►

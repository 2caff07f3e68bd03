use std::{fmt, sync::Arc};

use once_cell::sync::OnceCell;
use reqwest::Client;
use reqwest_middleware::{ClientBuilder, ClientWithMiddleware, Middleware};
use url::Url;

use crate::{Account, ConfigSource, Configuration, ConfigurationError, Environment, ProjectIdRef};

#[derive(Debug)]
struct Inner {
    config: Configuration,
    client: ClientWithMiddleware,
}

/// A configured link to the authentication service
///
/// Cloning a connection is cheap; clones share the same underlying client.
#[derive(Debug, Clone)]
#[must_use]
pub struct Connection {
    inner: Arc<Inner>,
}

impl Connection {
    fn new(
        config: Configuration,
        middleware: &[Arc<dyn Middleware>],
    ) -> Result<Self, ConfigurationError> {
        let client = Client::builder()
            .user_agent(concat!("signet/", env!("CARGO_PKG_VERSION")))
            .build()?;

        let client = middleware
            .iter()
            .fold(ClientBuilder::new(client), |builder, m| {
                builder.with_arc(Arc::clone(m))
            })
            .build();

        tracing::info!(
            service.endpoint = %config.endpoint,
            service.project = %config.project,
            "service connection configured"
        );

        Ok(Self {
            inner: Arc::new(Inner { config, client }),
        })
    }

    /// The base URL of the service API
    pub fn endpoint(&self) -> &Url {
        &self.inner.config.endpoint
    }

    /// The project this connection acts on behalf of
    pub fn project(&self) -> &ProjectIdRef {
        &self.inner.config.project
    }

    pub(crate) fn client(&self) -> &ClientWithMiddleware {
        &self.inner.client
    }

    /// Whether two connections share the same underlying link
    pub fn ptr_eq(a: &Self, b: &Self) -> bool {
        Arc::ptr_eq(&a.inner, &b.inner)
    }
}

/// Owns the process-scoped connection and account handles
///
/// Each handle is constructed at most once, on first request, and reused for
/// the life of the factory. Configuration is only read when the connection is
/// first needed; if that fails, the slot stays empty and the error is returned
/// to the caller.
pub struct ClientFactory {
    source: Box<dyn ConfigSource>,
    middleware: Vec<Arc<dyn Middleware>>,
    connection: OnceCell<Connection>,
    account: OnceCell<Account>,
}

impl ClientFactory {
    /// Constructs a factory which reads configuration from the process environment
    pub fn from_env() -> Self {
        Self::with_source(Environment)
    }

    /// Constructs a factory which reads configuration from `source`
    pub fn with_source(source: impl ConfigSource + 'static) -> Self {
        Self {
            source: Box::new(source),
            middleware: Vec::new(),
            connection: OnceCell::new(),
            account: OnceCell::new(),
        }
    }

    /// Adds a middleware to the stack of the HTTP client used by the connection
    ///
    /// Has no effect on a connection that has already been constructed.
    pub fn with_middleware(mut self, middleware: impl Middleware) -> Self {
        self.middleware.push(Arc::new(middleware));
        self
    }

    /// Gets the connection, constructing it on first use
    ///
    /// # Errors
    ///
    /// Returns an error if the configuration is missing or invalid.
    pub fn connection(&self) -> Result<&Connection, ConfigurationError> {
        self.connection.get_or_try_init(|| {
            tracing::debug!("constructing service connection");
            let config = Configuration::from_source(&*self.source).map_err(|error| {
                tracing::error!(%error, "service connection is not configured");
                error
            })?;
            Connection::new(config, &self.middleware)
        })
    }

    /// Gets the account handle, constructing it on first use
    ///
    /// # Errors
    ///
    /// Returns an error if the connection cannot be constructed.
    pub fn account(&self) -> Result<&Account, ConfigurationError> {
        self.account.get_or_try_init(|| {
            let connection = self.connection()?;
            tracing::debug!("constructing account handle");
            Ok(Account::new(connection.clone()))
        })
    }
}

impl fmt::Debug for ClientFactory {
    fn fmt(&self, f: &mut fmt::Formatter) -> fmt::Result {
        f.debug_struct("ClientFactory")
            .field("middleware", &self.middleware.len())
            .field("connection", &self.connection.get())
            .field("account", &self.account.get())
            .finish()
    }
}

◄
►

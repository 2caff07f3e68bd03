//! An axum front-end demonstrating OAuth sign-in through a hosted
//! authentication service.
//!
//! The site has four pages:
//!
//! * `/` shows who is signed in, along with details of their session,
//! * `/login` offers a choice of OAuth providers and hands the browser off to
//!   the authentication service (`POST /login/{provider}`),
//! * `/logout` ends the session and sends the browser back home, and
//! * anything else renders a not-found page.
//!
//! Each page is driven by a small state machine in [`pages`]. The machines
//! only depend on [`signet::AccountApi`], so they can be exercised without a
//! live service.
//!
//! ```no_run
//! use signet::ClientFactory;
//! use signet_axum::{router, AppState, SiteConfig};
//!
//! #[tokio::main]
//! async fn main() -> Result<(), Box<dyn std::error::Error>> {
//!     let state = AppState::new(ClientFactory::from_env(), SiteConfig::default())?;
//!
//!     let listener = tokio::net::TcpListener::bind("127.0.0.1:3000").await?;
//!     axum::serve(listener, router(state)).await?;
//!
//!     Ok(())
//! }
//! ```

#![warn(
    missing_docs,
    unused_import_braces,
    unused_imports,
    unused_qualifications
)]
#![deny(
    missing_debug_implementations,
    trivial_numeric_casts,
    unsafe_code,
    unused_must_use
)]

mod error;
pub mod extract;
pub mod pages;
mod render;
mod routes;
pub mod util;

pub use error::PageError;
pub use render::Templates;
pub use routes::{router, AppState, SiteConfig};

◄

**Problem to work on:**
Scan the listing above. Gather each line that contains the word "field".

**Answer section:**
            .field("middleware", &self.middleware.len())
            .field("connection", &self.connection.get())
            .field("account", &self.account.get())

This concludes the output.